## What is needed
Within the entries below, find every line that has the string "ValueInout", then copy it.

## Information given

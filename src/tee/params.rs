// Parameter model shared by both sides of the trust boundary
//
// Every command carries four parameter slots. Each slot has a type; the
// packed four-type signature is what the service compares against the
// signature a command expects before it touches any parameter.

use serde::{Deserialize, Serialize};
use std::fmt;

/// Number of parameter slots per command
pub const NUM_PARAMS: usize = 4;

/// Parameter slot type, service view (GP TEE_PARAM_TYPE_* values)
#[derive(Debug, Clone, Copy, PartialEq, Eq, Hash, Serialize, Deserialize)]
pub enum ParamType {
    None,
    ValueInput,
    ValueOutput,
    ValueInout,
    MemrefInput,
    MemrefOutput,
    MemrefInout,
}

impl ParamType {
    pub fn raw(&self) -> u32 {
        match self {
            ParamType::None => 0,
            ParamType::ValueInput => 1,
            ParamType::ValueOutput => 2,
            ParamType::ValueInout => 3,
            ParamType::MemrefInput => 5,
            ParamType::MemrefOutput => 6,
            ParamType::MemrefInout => 7,
        }
    }

    pub fn from_raw(raw: u32) -> Option<Self> {
        match raw {
            0 => Some(ParamType::None),
            1 => Some(ParamType::ValueInput),
            2 => Some(ParamType::ValueOutput),
            3 => Some(ParamType::ValueInout),
            5 => Some(ParamType::MemrefInput),
            6 => Some(ParamType::MemrefOutput),
            7 => Some(ParamType::MemrefInout),
            _ => None,
        }
    }

    pub fn is_memref(&self) -> bool {
        matches!(
            self,
            ParamType::MemrefInput | ParamType::MemrefOutput | ParamType::MemrefInout
        )
    }
}

/// Four slot types, packed as `t0 | t1 << 4 | t2 << 8 | t3 << 12`
#[derive(Debug, Clone, Copy, PartialEq, Eq, Hash, Serialize, Deserialize)]
pub struct ParamTypes(pub [ParamType; NUM_PARAMS]);

impl ParamTypes {
    pub const fn new(t0: ParamType, t1: ParamType, t2: ParamType, t3: ParamType) -> Self {
        ParamTypes([t0, t1, t2, t3])
    }

    pub fn pack(&self) -> u32 {
        self.0
            .iter()
            .enumerate()
            .fold(0u32, |acc, (i, t)| acc | (t.raw() << (4 * i)))
    }

    /// Returns None when a nibble is not a known type or high bits are set
    pub fn unpack(raw: u32) -> Option<Self> {
        if raw >> (4 * NUM_PARAMS) != 0 {
            return None;
        }
        let mut types = [ParamType::None; NUM_PARAMS];
        for (i, slot) in types.iter_mut().enumerate() {
            *slot = ParamType::from_raw((raw >> (4 * i)) & 0xF)?;
        }
        Some(ParamTypes(types))
    }

    pub fn get(&self, index: usize) -> ParamType {
        self.0[index]
    }
}

impl fmt::Display for ParamTypes {
    fn fmt(&self, f: &mut fmt::Formatter<'_>) -> fmt::Result {
        write!(f, "0x{:04x}", self.pack())
    }
}

/// Value parameter: two 32-bit words
#[derive(Debug, Clone, Copy, Default, PartialEq, Eq, Serialize, Deserialize)]
pub struct Value {
    pub a: u32,
    pub b: u32,
}

impl Value {
    pub fn new(a: u32, b: u32) -> Self {
        Self { a, b }
    }
}

/// Service-side view of one slot while a command is in flight.
///
/// Memory references borrow the caller's region for the duration of the
/// command only; nothing here outlives the invocation.
#[derive(Debug)]
pub enum TaParam<'a> {
    None,
    ValueInput(Value),
    ValueOutput(Value),
    ValueInout(Value),
    MemrefInput(&'a [u8]),
    MemrefOutput(&'a mut [u8]),
    MemrefInout(&'a mut [u8]),
}

impl<'a> TaParam<'a> {
    pub fn param_type(&self) -> ParamType {
        match self {
            TaParam::None => ParamType::None,
            TaParam::ValueInput(_) => ParamType::ValueInput,
            TaParam::ValueOutput(_) => ParamType::ValueOutput,
            TaParam::ValueInout(_) => ParamType::ValueInout,
            TaParam::MemrefInput(_) => ParamType::MemrefInput,
            TaParam::MemrefOutput(_) => ParamType::MemrefOutput,
            TaParam::MemrefInout(_) => ParamType::MemrefInout,
        }
    }
}

/// The four slots handed to the service entry point
pub type TaParams<'a> = [TaParam<'a>; NUM_PARAMS];

/// Signature of a set of service-side slots
pub fn signature_of(params: &TaParams<'_>) -> ParamTypes {
    ParamTypes([
        params[0].param_type(),
        params[1].param_type(),
        params[2].param_type(),
        params[3].param_type(),
    ])
}

/// What a completed command reports back besides success
#[derive(Debug, Clone, Copy, Default, PartialEq, Eq, Serialize, Deserialize)]
pub struct CommandOutput {
    /// Bytes written into each output/inout memory reference
    pub written: [Option<usize>; NUM_PARAMS],
}

impl CommandOutput {
    pub fn with_written(slot: usize, bytes: usize) -> Self {
        let mut output = Self::default();
        output.written[slot] = Some(bytes);
        output
    }
}
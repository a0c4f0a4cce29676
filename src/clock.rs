use std::time::Duration;

/// Resolution of the monotonic clock used to time each Process crossing
#[cfg(unix)]
pub fn resolution() -> Option<Duration> {
    use nix::time::{clock_getres, ClockId};

    let ts = clock_getres(ClockId::CLOCK_MONOTONIC).ok()?;
    let secs = u64::try_from(ts.tv_sec()).ok()?;
    let nanos = u32::try_from(ts.tv_nsec()).ok()?;
    Some(Duration::new(secs, nanos))
}

#[cfg(not(unix))]
pub fn resolution() -> Option<Duration> {
    None
}

/// "Note: clock resolution is N ns." when the resolution is known
pub fn resolution_note() -> Option<String> {
    resolution().map(|res| format!("Note: clock resolution is {} ns.", res.as_nanos()))
}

## Response area
    ValueInout,
            ParamType::ValueInout => 3,
            3 => Some(ParamType::ValueInout),
    ValueInout(Value),
            TaParam::ValueInout(_) => ParamType::ValueInout,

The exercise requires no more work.